BEIJING (Reuters) – China’s new yuan lending is expected to rise in September from August, a Reuters poll shows, as the central bank seeks to stimulate an economy hampered by a property crisis and a resurgence in COVID cases. -19.
Chinese banks are estimated to have issued 1.8 trillion yuan ($253.04 billion) in net new yuan loans last month, up from 1.25 trillion yuan in August according to the survey’s median estimate. 24 economists.
That would be higher than the 1.66 trillion yuan issued the same month a year earlier.
The world’s second-largest economy has gained momentum in recent months after narrowly escaping a contraction in the second quarter, but the recovery remains shallow as COVID outbreaks and a deepening housing crisis weigh on the outlook.
China’s central bank said in late September it would step up efforts to shore up an economic recovery, citing a host of risks to the global economy while pledging to implement prudent monetary policy and maintain reasonably ample liquidity. .

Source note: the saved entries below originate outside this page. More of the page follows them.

//! Student record store
//!
//! Persists fixed-width student records in a flat binary file and supports
//! initialize, append, list, find, update and delete by id.
//!
//! # Design Principles
//!
//! - One file, records back to back, no header or index
//! - Every operation re-reads the file; no in-memory state between calls
//! - Ids are unique, enforced by a full scan at append time
//! - Update rewrites one record at its original offset
//! - Delete builds a replacement file and renames it over the store
//!
//! # Invariants Enforced
//!
//! - File size is always a multiple of `RECORD_WIDTH`
//! - A failed update or delete leaves the store unchanged

mod errors;
mod reader;
mod record;
mod record_store;
mod replace;

pub use errors::{Severity, StoreError, StoreErrorCode, StoreResult};
pub use reader::RecordReader;
pub use record::{
    FieldText, RecordFields, StudentRecord, FIELD_CAPACITY, FIELD_WIDTH, GRADE_OFFSET,
    RECORD_WIDTH,
};
pub use record_store::{RecordStore, StoreOptions, StoreStats};
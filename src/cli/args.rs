//! CLI argument definitions using clap
//!
//! Commands:
//! - rollbook create <NAME>
//! - rollbook add --id <ID> --name <NAME> --email <EMAIL> --course <COURSE> --grade <GRADE>
//! - rollbook list
//! - rollbook search <ID>
//! - rollbook update <ID> --name ... --grade ...
//! - rollbook delete <ID>
//! - rollbook info
//! - rollbook menu

use clap::{Args, Parser, Subcommand};
use std::path::PathBuf;

use crate::store::RecordFields;

/// rollbook - fixed-width student record files
#[derive(Parser, Debug)]
#[command(name = "rollbook")]
#[command(version, about, long_about = None)]
pub struct Cli {
    /// Path to an optional JSON configuration file
    #[arg(long, global = true)]
    pub config: Option<PathBuf>,

    #[command(subcommand)]
    pub command: Command,
}

/// Store file selection shared by record commands
#[derive(Args, Debug, Clone, Default)]
pub struct StoreArg {
    /// Store file (defaults to `store_path` from the config)
    #[arg(long, short = 'f')]
    pub file: Option<PathBuf>,
}

/// Values for every mutable record field
#[derive(Args, Debug, Clone)]
pub struct FieldArgs {
    /// Student name
    #[arg(long)]
    pub name: String,

    /// Student email
    #[arg(long)]
    pub email: String,

    /// Course identifier
    #[arg(long)]
    pub course: String,

    /// Grade (GPA)
    #[arg(long, allow_negative_numbers = true)]
    pub grade: f32,
}

impl FieldArgs {
    pub fn to_fields(&self) -> RecordFields {
        RecordFields::new(
            self.name.as_str(),
            self.email.as_str(),
            self.course.as_str(),
            self.grade,
        )
    }
}

#[derive(Subcommand, Debug)]
pub enum Command {
    /// Create (or truncate) a store file, adding the default extension if missing
    Create {
        /// File name, with or without extension
        name: String,
    },

    /// Add a student record
    Add {
        #[command(flatten)]
        store: StoreArg,

        /// Unique student ID
        #[arg(long)]
        id: String,

        #[command(flatten)]
        fields: FieldArgs,
    },

    /// Display all records in file order
    List {
        #[command(flatten)]
        store: StoreArg,
    },

    /// Search for a record by ID
    Search {
        #[command(flatten)]
        store: StoreArg,

        /// Student ID
        id: String,
    },

    /// Replace every field but the ID of a record
    Update {
        #[command(flatten)]
        store: StoreArg,

        /// Student ID
        id: String,

        #[command(flatten)]
        fields: FieldArgs,
    },

    /// Delete a record by ID
    Delete {
        #[command(flatten)]
        store: StoreArg,

        /// Student ID
        id: String,
    },

    /// Show record count and file size
    Info {
        #[command(flatten)]
        store: StoreArg,
    },

    /// Interactive numbered menu
    Menu,
}

impl Cli {
    /// Parse command line arguments
    pub fn parse_args() -> Self {
        Cli::parse()
    }
}

#[cfg(test)]
mod tests {
    use super::*;

    #[test]
    fn test_cli_definition_is_valid() {
        use clap::CommandFactory;
        Cli::command().debug_assert();
    }

    #[test]
    fn test_parse_add() {
        let cli = Cli::try_parse_from([
            "rollbook", "add", "--file", "class.bin", "--id", "S1", "--name", "Alice",
            "--email", "a@x.com", "--course", "CS1", "--grade", "3.5",
        ])
        .unwrap();

        match cli.command {
            Command::Add { store, id, fields } => {
                assert_eq!(store.file, Some(PathBuf::from("class.bin")));
                assert_eq!(id, "S1");
                assert_eq!(fields.grade, 3.5);
                assert_eq!(fields.to_fields().name, "Alice");
            }
            other => panic!("unexpected command: {:?}", other),
        }
    }

    #[test]
    fn test_parse_global_config_after_subcommand() {
        let cli = Cli::try_parse_from(["rollbook", "list", "--config", "rb.json"]).unwrap();
        assert_eq!(cli.config, Some(PathBuf::from("rb.json")));
        assert!(matches!(cli.command, Command::List { .. }));
    }

    #[test]
    fn test_update_requires_all_fields() {
        let result = Cli::try_parse_from(["rollbook", "update", "S1", "--name", "Alicia"]);
        assert!(result.is_err());
    }

    #[test]
    fn test_grade_must_be_numeric() {
        let result = Cli::try_parse_from([
            "rollbook", "add", "--id", "S1", "--name", "A", "--email", "e", "--course", "c",
            "--grade", "high",
        ]);
        assert!(result.is_err());
    }
}
//! # Musical Tuning Module
//!
//! Maps detected frequencies onto the chromatic scale and onto the strings of
//! the active instrument tuning.
//!
//! ## Features
//! - Equal temperament note mapping against a configurable A4 reference
//! - Cents deviation, always clamped to ±50
//! - Instrument tuning presets (ukulele family and guitar)
//! - Nearest-string matching with switch hysteresis
//! - Tuning status classification (flat / sharp / close / in tune)

use once_cell::sync::Lazy;
use serde::{Deserialize, Serialize};
use std::collections::BTreeMap;

use crate::error::{Result, TunerError};

/// Sharp-spelled pitch class names, indexed by pitch class (C = 0).
pub const NOTE_NAMES: [&str; 12] = [
    "C", "C#", "D", "D#", "E", "F", "F#", "G", "G#", "A", "A#", "B",
];

/// Largest cents deviation ever reported.
pub const CENTS_LIMIT: f32 = 50.0;

/// In-tune window for the standard mode.
pub const STANDARD_IN_TUNE_CENTS: f32 = 6.0;

/// In-tune window for precision mode.
pub const PRECISION_IN_TUNE_CENTS: f32 = 2.0;

/// Readings inside this window (but outside the in-tune window) are `Close`.
pub const CLOSE_CENTS: f32 = 15.0;

/// Default hysteresis applied before switching to a different target string.
pub const STRING_SWITCH_HYSTERESIS_CENTS: f32 = 4.0;

/// Lookup from spelled note names (sharps and flats) to pitch classes.
static NOTE_MAP: Lazy<BTreeMap<&'static str, u8>> = Lazy::new(|| {
    let mut map: BTreeMap<&'static str, u8> = NOTE_NAMES
        .iter()
        .enumerate()
        .map(|(pc, &name)| (name, pc as u8))
        .collect();
    for (name, pc) in [("Db", 1), ("Eb", 3), ("Gb", 6), ("Ab", 8), ("Bb", 10)] {
        map.insert(name, pc);
    }
    map
});

/// Built-in instrument tunings, computed once.
static PRESETS: Lazy<Vec<Tuning>> = Lazy::new(|| {
    let build = |id: &str, name: &str, strings: &[&str]| Tuning {
        id: id.to_string(),
        name: name.to_string(),
        strings: strings
            .iter()
            .map(|s| TuningString::parse(s).expect("preset notes are well formed"))
            .collect(),
    };
    vec![
        build("ukulele-standard", "Ukulele standard (GCEA)", &["G4", "C4", "E4", "A4"]),
        build("ukulele-low-g", "Ukulele low G", &["G3", "C4", "E4", "A4"]),
        build("ukulele-d", "Ukulele D tuning (ADF#B)", &["A4", "D4", "F#4", "B4"]),
        build("baritone", "Baritone ukulele (DGBE)", &["D3", "G3", "B3", "E4"]),
        build(
            "guitar-standard",
            "Guitar standard (EADGBE)",
            &["E2", "A2", "D3", "G3", "B3", "E4"],
        ),
    ]
});

/// The chromatic note nearest to a detected frequency.
#[derive(Debug, Clone, PartialEq)]
pub struct NoteInfo {
    /// Pitch class name, sharp spelling.
    pub name: &'static str,
    /// Scientific pitch octave (A4 = 440 Hz lives in octave 4).
    pub octave: i32,
    /// Pitch class, 0 (C) to 11 (B).
    pub pitch_class: u8,
    /// MIDI note number of the nearest semitone.
    pub midi: i32,
    /// Deviation from the nearest semitone, clamped to ±50.
    pub cents: f32,
    /// The detected frequency that produced this note.
    pub frequency_hz: f32,
    /// Equal-tempered frequency of the nearest semitone.
    pub target_frequency_hz: f32,
}

impl NoteInfo {
    /// Note name with octave, e.g. `"A4"`.
    pub fn label(&self) -> String {
        format!("{}{}", self.name, self.octave)
    }
}

/// One string of an instrument tuning.
#[derive(Debug, Clone, PartialEq, Eq, Serialize, Deserialize)]
pub struct TuningString {
    /// Pitch class, 0 (C) to 11 (B).
    pub pitch_class: u8,
    /// Scientific pitch octave.
    pub octave: i32,
}

impl TuningString {
    /// Parses a note label such as `"G4"`, `"F#4"` or `"Bb3"`.
    pub fn parse(label: &str) -> Result<Self> {
        let split = label
            .find(|c: char| c.is_ascii_digit() || c == '-')
            .ok_or_else(|| TunerError::Config(format!("note `{label}` has no octave")))?;
        let (name, octave) = label.split_at(split);
        let pitch_class = *NOTE_MAP
            .get(name)
            .ok_or_else(|| TunerError::Config(format!("unknown note name `{name}`")))?;
        let octave = octave
            .parse::<i32>()
            .map_err(|_| TunerError::Config(format!("bad octave in `{label}`")))?;
        Ok(Self { pitch_class, octave })
    }

    /// MIDI note number of the open string.
    pub fn midi(&self) -> i32 {
        (self.octave + 1) * 12 + self.pitch_class as i32
    }

    /// Target frequency of the open string for the given A4 reference.
    pub fn frequency(&self, a4_reference: f32) -> f32 {
        midi_to_frequency(self.midi(), a4_reference)
    }

    /// Label such as `"G4"`.
    pub fn label(&self) -> String {
        format!("{}{}", NOTE_NAMES[self.pitch_class as usize], self.octave)
    }
}

/// A named instrument tuning: the ordered list of open strings.
#[derive(Debug, Clone, PartialEq, Eq, Serialize, Deserialize)]
pub struct Tuning {
    /// Stable identifier, used on the command line and in config files.
    pub id: String,
    /// Human readable name.
    pub name: String,
    /// Open strings, in playing order.
    pub strings: Vec<TuningString>,
}

impl Default for Tuning {
    fn default() -> Self {
        PRESETS[0].clone()
    }
}

/// All built-in tunings.
pub fn presets() -> &'static [Tuning] {
    &PRESETS
}

/// Looks up a built-in tuning by its id.
pub fn preset(id: &str) -> Option<Tuning> {
    PRESETS.iter().find(|t| t.id == id).cloned()
}

/// The string a reading is being tuned against.
#[derive(Debug, Clone, PartialEq)]
pub struct StringMatch {
    /// Index into `Tuning::strings`.
    pub string_index: usize,
    /// Label of the string's target note.
    pub string_name: String,
    /// Deviation from the string's target, clamped to ±50.
    pub cents_from_target: f32,
    /// Target frequency of the string.
    pub target_frequency_hz: f32,
}

/// Tuning status shown to the player.
#[derive(Debug, Clone, Copy, PartialEq, Eq, Hash)]
pub enum TuningStatus {
    /// No reading.
    Silent,
    /// Below the target, outside the close window.
    Flat,
    /// Above the target, outside the close window.
    Sharp,
    /// Within the active in-tune threshold.
    InTune,
    /// Within the close window but not yet in tune.
    Close,
}

impl TuningStatus {
    /// Lower-case label for logs and spoken feedback.
    pub fn as_str(&self) -> &'static str {
        match self {
            TuningStatus::Silent => "silent",
            TuningStatus::Flat => "flat",
            TuningStatus::Sharp => "sharp",
            TuningStatus::InTune => "in tune",
            TuningStatus::Close => "close",
        }
    }
}

/// Converts a MIDI note number to a frequency for the given A4 reference.
pub fn midi_to_frequency(midi: i32, a4_reference: f32) -> f32 {
    a4_reference * 2.0_f32.powf((midi - 69) as f32 / 12.0)
}

/// Calculates the deviation from a target frequency in cents.
///
/// Positive values are sharp, negative values flat. Not clamped.
pub fn calculate_cents_deviation(freq: f32, target_freq: f32) -> f32 {
    1200.0 * (freq / target_freq).log2()
}

/// Clamps a cents value into the reportable ±50 range.
pub fn clamp_cents(cents: f32) -> f32 {
    cents.clamp(-CENTS_LIMIT, CENTS_LIMIT)
}

/// Maps a frequency to the nearest chromatic note.
///
/// # Arguments
/// * `freq` - Detected frequency in Hz
/// * `a4_reference` - Frequency of A4 in Hz (usually 440)
///
/// # Returns
/// * `Some(note)` - Nearest note with cents deviation
/// * `None` - Frequency or reference is not a positive finite number
pub fn map_frequency(freq: f32, a4_reference: f32) -> Option<NoteInfo> {
    if !freq.is_finite() || freq <= 0.0 || !a4_reference.is_finite() || a4_reference <= 0.0 {
        return None;
    }
    let midi_exact = 69.0 + 12.0 * (freq / a4_reference).log2();
    let midi = midi_exact.round() as i32;
    let pitch_class = midi.rem_euclid(12) as u8;

    Some(NoteInfo {
        name: NOTE_NAMES[pitch_class as usize],
        octave: midi.div_euclid(12) - 1,
        pitch_class,
        midi,
        cents: clamp_cents((midi_exact - midi as f32) * 100.0),
        frequency_hz: freq,
        target_frequency_hz: midi_to_frequency(midi, a4_reference),
    })
}

/// Matches a note against one specific string of the tuning.
pub fn match_string(
    note: &NoteInfo,
    tuning: &Tuning,
    string_index: usize,
    a4_reference: f32,
) -> Option<StringMatch> {
    let string = tuning.strings.get(string_index)?;
    let target = string.frequency(a4_reference);
    Some(StringMatch {
        string_index,
        string_name: string.label(),
        cents_from_target: clamp_cents(calculate_cents_deviation(note.frequency_hz, target)),
        target_frequency_hz: target,
    })
}

/// Finds the tuning string closest to the detected note.
///
/// When a previous target exists and the nominally closer string is no more
/// than `switch_hysteresis_cents` closer than it, the previous string is kept.
/// This stops the target from flapping when a note sits near the midpoint
/// between two strings.
///
/// # Returns
/// * `Some(match)` - Chosen string and deviation from it
/// * `None` - The tuning has no strings
pub fn find_nearest_string_with_hysteresis(
    note: &NoteInfo,
    tuning: &Tuning,
    previous_string_index: Option<usize>,
    switch_hysteresis_cents: f32,
    a4_reference: f32,
) -> Option<StringMatch> {
    let distances: Vec<f32> = tuning
        .strings
        .iter()
        .map(|s| calculate_cents_deviation(note.frequency_hz, s.frequency(a4_reference)).abs())
        .collect();

    let best = distances
        .iter()
        .enumerate()
        .min_by(|a, b| a.1.total_cmp(b.1))
        .map(|(i, _)| i)?;

    let chosen = match previous_string_index {
        Some(prev) if prev != best && prev < distances.len() => {
            if distances[prev] - distances[best] <= switch_hysteresis_cents {
                prev
            } else {
                best
            }
        }
        _ => best,
    };

    match_string(note, tuning, chosen, a4_reference)
}

/// Classifies a clamped cents deviation.
///
/// # Arguments
/// * `cents` - Deviation from the target, or `None` when there is no reading
/// * `in_tune_threshold` - Active in-tune window (6¢ standard, 2¢ precision)
pub fn tuning_status(cents: Option<f32>, in_tune_threshold: f32) -> TuningStatus {
    match cents {
        None => TuningStatus::Silent,
        Some(c) if c.abs() <= in_tune_threshold => TuningStatus::InTune,
        Some(c) if c.abs() <= CLOSE_CENTS => TuningStatus::Close,
        Some(c) if c < 0.0 => TuningStatus::Flat,
        Some(_) => TuningStatus::Sharp,
    }
}
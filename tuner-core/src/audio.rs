//! # Audio Capture Module
//!
//! Real-time microphone capture through CPAL. The device callback cuts the
//! incoming stream into overlapping, power-of-two analysis buffers and pushes
//! them into a bounded channel. When the consumer falls behind, the oldest
//! queued buffer is discarded so analysis always works on recent audio.
//!
//! ## Features
//! - Exclusive capture: one live [`CaptureHandle`] per [`Microphone`]
//! - Device and format selection with multi-channel downmix
//! - Overlapping framing ([`Framer`])
//! - Drop-oldest backpressure ([`FrameSender`])

use anyhow::Context;
use cpal::traits::{DeviceTrait, HostTrait, StreamTrait};
use cpal::SupportedStreamConfigRange;
use crossbeam_channel::{Receiver, Sender, TrySendError};
use std::sync::atomic::{AtomicBool, AtomicU64, Ordering};
use std::sync::Arc;
use tracing::{debug, error, info, warn};

use crate::config::{BUFFER_SIZE, HOP_SIZE, SAMPLE_RATE};
use crate::error::{Result, TunerError};

/// Buffers queued between capture and processing.
pub const FRAME_QUEUE_CAPACITY: usize = 8;

/// Cuts a continuous sample stream into overlapping frames.
#[derive(Debug, Clone)]
pub struct Framer {
    buffer_size: usize,
    hop_size: usize,
    pending: Vec<f32>,
}

impl Framer {
    /// Frames of `buffer_size` samples starting every `hop_size` samples.
    pub fn new(buffer_size: usize, hop_size: usize) -> Self {
        Self {
            buffer_size,
            hop_size: hop_size.clamp(1, buffer_size.max(1)),
            pending: Vec::with_capacity(buffer_size * 2),
        }
    }

    /// Appends samples and returns every frame that became complete.
    pub fn push(&mut self, data: &[f32]) -> Vec<Vec<f32>> {
        self.pending.extend_from_slice(data);
        let mut frames = Vec::new();
        while self.pending.len() >= self.buffer_size {
            frames.push(self.pending[..self.buffer_size].to_vec());
            self.pending.drain(..self.hop_size);
        }
        frames
    }

    /// Discards any partial frame.
    pub fn clear(&mut self) {
        self.pending.clear();
    }
}

/// Sending half of a drop-oldest frame queue.
#[derive(Debug, Clone)]
pub struct FrameSender {
    tx: Sender<Vec<f32>>,
    rx: Receiver<Vec<f32>>,
    dropped: Arc<AtomicU64>,
}

/// Creates a bounded frame queue that discards its oldest entry when full.
pub fn frame_channel(capacity: usize) -> (FrameSender, Receiver<Vec<f32>>) {
    let (tx, rx) = crossbeam_channel::bounded(capacity.max(1));
    let sender = FrameSender {
        tx,
        rx: rx.clone(),
        dropped: Arc::new(AtomicU64::new(0)),
    };
    (sender, rx)
}

impl FrameSender {
    /// Queues a frame, evicting the oldest queued frame when full.
    pub fn send(&self, frame: Vec<f32>) {
        match self.tx.try_send(frame) {
            Ok(()) => {}
            Err(TrySendError::Full(frame)) => {
                if self.rx.try_recv().is_ok() {
                    self.dropped.fetch_add(1, Ordering::Relaxed);
                }
                // Another producer may have refilled the slot; then this
                // frame is the one dropped.
                if self.tx.try_send(frame).is_err() {
                    self.dropped.fetch_add(1, Ordering::Relaxed);
                }
            }
            // The sender holds a receiver clone, so the queue cannot close.
            Err(TrySendError::Disconnected(_)) => {}
        }
    }

    /// Frames discarded so far.
    pub fn dropped(&self) -> u64 {
        self.dropped.load(Ordering::Relaxed)
    }
}

/// Exclusive claim on the microphone; released on drop.
#[derive(Debug)]
pub struct CaptureLease {
    busy: Arc<AtomicBool>,
}

impl Drop for CaptureLease {
    fn drop(&mut self) {
        self.busy.store(false, Ordering::Release);
        debug!("microphone released");
    }
}

/// The capture resource. Cloning shares the same exclusivity flag.
#[derive(Debug, Clone)]
pub struct Microphone {
    busy: Arc<AtomicBool>,
    buffer_size: usize,
    hop_size: usize,
}

impl Default for Microphone {
    fn default() -> Self {
        Self::new()
    }
}

impl Microphone {
    /// A microphone producing the default 4096-sample, 1024-hop frames.
    pub fn new() -> Self {
        Self::with_framing(BUFFER_SIZE, HOP_SIZE)
    }

    /// A microphone with custom framing.
    pub fn with_framing(buffer_size: usize, hop_size: usize) -> Self {
        Self {
            busy: Arc::new(AtomicBool::new(false)),
            buffer_size,
            hop_size,
        }
    }

    /// True while a capture handle or lease is alive.
    pub fn is_capturing(&self) -> bool {
        self.busy.load(Ordering::Acquire)
    }

    /// Claims exclusive use without opening a device.
    ///
    /// # Errors
    /// * `TunerError::AlreadyCapturing` - another claim is still alive
    pub fn lease(&self) -> Result<CaptureLease> {
        self.busy
            .compare_exchange(false, true, Ordering::AcqRel, Ordering::Acquire)
            .map_err(|_| TunerError::AlreadyCapturing)?;
        Ok(CaptureLease {
            busy: Arc::clone(&self.busy),
        })
    }

    /// Starts capturing from the default input device.
    ///
    /// Frames are pushed into `frames` from the device callback thread.
    ///
    /// # Errors
    /// * `TunerError::AlreadyCapturing` - a handle is still alive
    /// * `TunerError::NoInputDevice` - the host has no input device
    /// * `TunerError::UnsupportedFormat` - no f32 input format
    /// * `TunerError::Stream` - the stream could not be built or started
    pub fn start(&self, frames: FrameSender) -> Result<CaptureHandle> {
        let lease = self.lease()?;

        let host = cpal::default_host();
        let device = host
            .default_input_device()
            .ok_or(TunerError::NoInputDevice)?;
        let device_name = device.name().unwrap_or_else(|_| "unknown".to_string());

        let configs = device
            .supported_input_configs()
            .context("querying input configurations")?
            .collect::<Vec<_>>();
        let supported = find_supported_config(configs, SAMPLE_RATE).ok_or_else(|| {
            TunerError::UnsupportedFormat(format!("{device_name} offers no f32 input"))
        })?;

        let target = cpal::SampleRate(SAMPLE_RATE);
        let in_range =
            supported.min_sample_rate() <= target && target <= supported.max_sample_rate();
        let supported = if in_range {
            supported.with_sample_rate(target)
        } else {
            supported.with_max_sample_rate()
        };
        let sample_rate = supported.sample_rate().0;
        let channels = supported.channels().max(1) as usize;
        let config: cpal::StreamConfig = supported.into();

        info!(device = %device_name, sample_rate, channels, "starting capture");

        let mut framer = Framer::new(self.buffer_size, self.hop_size);
        let mut mono = Vec::with_capacity(self.buffer_size);
        let stream = device
            .build_input_stream(
                &config,
                move |data: &[f32], _: &cpal::InputCallbackInfo| {
                    let samples = if channels == 1 {
                        data
                    } else {
                        downmix(data, channels, &mut mono);
                        &mono[..]
                    };
                    for frame in framer.push(samples) {
                        frames.send(frame);
                    }
                },
                |err| error!(error = %err, "audio stream error"),
                None,
            )
            .context("building input stream")?;
        stream.play().context("starting input stream")?;

        Ok(CaptureHandle {
            stream: Some(stream),
            sample_rate,
            device_name,
            _lease: lease,
        })
    }
}

/// A live input stream. Capture stops when the handle is stopped or dropped.
pub struct CaptureHandle {
    stream: Option<cpal::Stream>,
    sample_rate: u32,
    device_name: String,
    _lease: CaptureLease,
}

impl CaptureHandle {
    /// Actual sample rate of the stream.
    pub fn sample_rate(&self) -> u32 {
        self.sample_rate
    }

    pub fn device_name(&self) -> &str {
        &self.device_name
    }

    /// Pauses and closes the stream, releasing the microphone.
    pub fn stop(mut self) {
        self.close();
    }

    fn close(&mut self) {
        if let Some(stream) = self.stream.take() {
            if let Err(err) = stream.pause() {
                warn!(error = %err, "error pausing input stream");
            }
            info!(device = %self.device_name, "capture stopped");
        }
    }
}

impl Drop for CaptureHandle {
    fn drop(&mut self) {
        self.close();
    }
}

/// Averages interleaved channels into `out`.
fn downmix(data: &[f32], channels: usize, out: &mut Vec<f32>) {
    out.clear();
    out.extend(
        data.chunks_exact(channels)
            .map(|frame| frame.iter().sum::<f32>() / channels as f32),
    );
}

/// Picks the f32 input configuration closest to `target_rate`, preferring
/// mono and ranges that contain the target rate.
fn find_supported_config(
    configs: Vec<SupportedStreamConfigRange>,
    target_rate: u32,
) -> Option<SupportedStreamConfigRange> {
    configs
        .into_iter()
        .filter(|c| c.sample_format() == cpal::SampleFormat::F32)
        .min_by_key(|c| {
            let min = c.min_sample_rate().0;
            let max = c.max_sample_rate().0;
            let rate_miss = if (min..=max).contains(&target_rate) {
                0
            } else {
                min.abs_diff(target_rate).min(max.abs_diff(target_rate))
            };
            (rate_miss, c.channels() != 1, c.channels())
        })
}

#[cfg(test)]
mod tests {
    use super::*;

    #[test]
    fn framer_overlaps_by_hop() {
        let mut framer = Framer::new(8, 2);
        let input: Vec<f32> = (0..12).map(|i| i as f32).collect();
        let frames = framer.push(&input);
        assert_eq!(frames.len(), 3);
        assert_eq!(frames[0][0], 0.0);
        assert_eq!(frames[1][0], 2.0);
        assert_eq!(frames[2][..], [4.0, 5.0, 6.0, 7.0, 8.0, 9.0, 10.0, 11.0]);

        let more = framer.push(&[12.0, 13.0]);
        assert_eq!(more.len(), 1);
        assert_eq!(more[0][0], 6.0);
    }

    #[test]
    fn framer_waits_for_a_full_buffer() {
        let mut framer = Framer::new(16, 4);
        assert!(framer.push(&[0.0; 15]).is_empty());
        assert_eq!(framer.push(&[0.0]).len(), 1);
        framer.clear();
        assert!(framer.push(&[0.0; 15]).is_empty());
    }

    #[test]
    fn full_queue_drops_the_oldest_frame() {
        let (tx, rx) = frame_channel(2);
        for i in 0..5 {
            tx.send(vec![i as f32]);
        }
        assert_eq!(tx.dropped(), 3);
        assert_eq!(rx.try_recv().unwrap(), vec![3.0]);
        assert_eq!(rx.try_recv().unwrap(), vec![4.0]);
        assert!(rx.try_recv().is_err());
    }

    #[test]
    fn sending_survives_a_dropped_consumer() {
        let (tx, rx) = frame_channel(1);
        drop(rx);
        tx.send(vec![0.0]);
        tx.send(vec![1.0]);
        assert_eq!(tx.dropped(), 1);
    }

    #[test]
    fn second_claim_fails_until_release() {
        let mic = Microphone::new();
        let lease = mic.lease().unwrap();
        assert!(mic.is_capturing());
        assert!(matches!(mic.lease(), Err(TunerError::AlreadyCapturing)));
        assert!(matches!(
            mic.clone().lease(),
            Err(TunerError::AlreadyCapturing)
        ));
        drop(lease);
        assert!(!mic.is_capturing());
        assert!(mic.lease().is_ok());
    }

    #[test]
    fn downmix_averages_channels() {
        let mut out = Vec::new();
        downmix(&[1.0, 0.0, 0.5, 0.5, -1.0, 1.0], 2, &mut out);
        assert_eq!(out, vec![0.5, 0.5, 0.0]);
    }
}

In August, the central bank cut the one-year loan prime rate (LPR), its benchmark lending rate, by 5 basis points, and lowered the five-year LPR by a larger margin.
The central bank also cut the interest rate on housing provident fund loans by 15 basis points for first-time homebuyers from October 1, suggesting there is an urgent need for policymakers to support the struggling real estate market.
China has also allowed some local governments to ease the floor on mortgage rates for first-time home buyers.
Outstanding yuan loans are expected to rise 10.9 percent in September from a year earlier, similar to August, according to the survey. Broad M2 money supply growth in September was estimated at 12.1%, down from 12.2% in August.
As the central bank faces limited room to ease policy amid concerns over capital flight, authorities are stepping up efforts to bolster infrastructure, dusting off an old playbook by issuing debt to fund major public works projects to revive the economy.
Local governments issued a net 3.52 trillion yuan of special bonds in the first eight months, according to data from the Ministry of Finance, as authorities accelerated the issuance of special infrastructure bonds to to support the economy.
Any acceleration in government bond issuance could help boost total social finance (TSF), a large measure of credit and liquidity. TSF outstandings increased by 10.5% in August against 10.7% in July.
In September, the TSF is expected to reach 2.73 trillion yuan from 2.43 trillion yuan in August.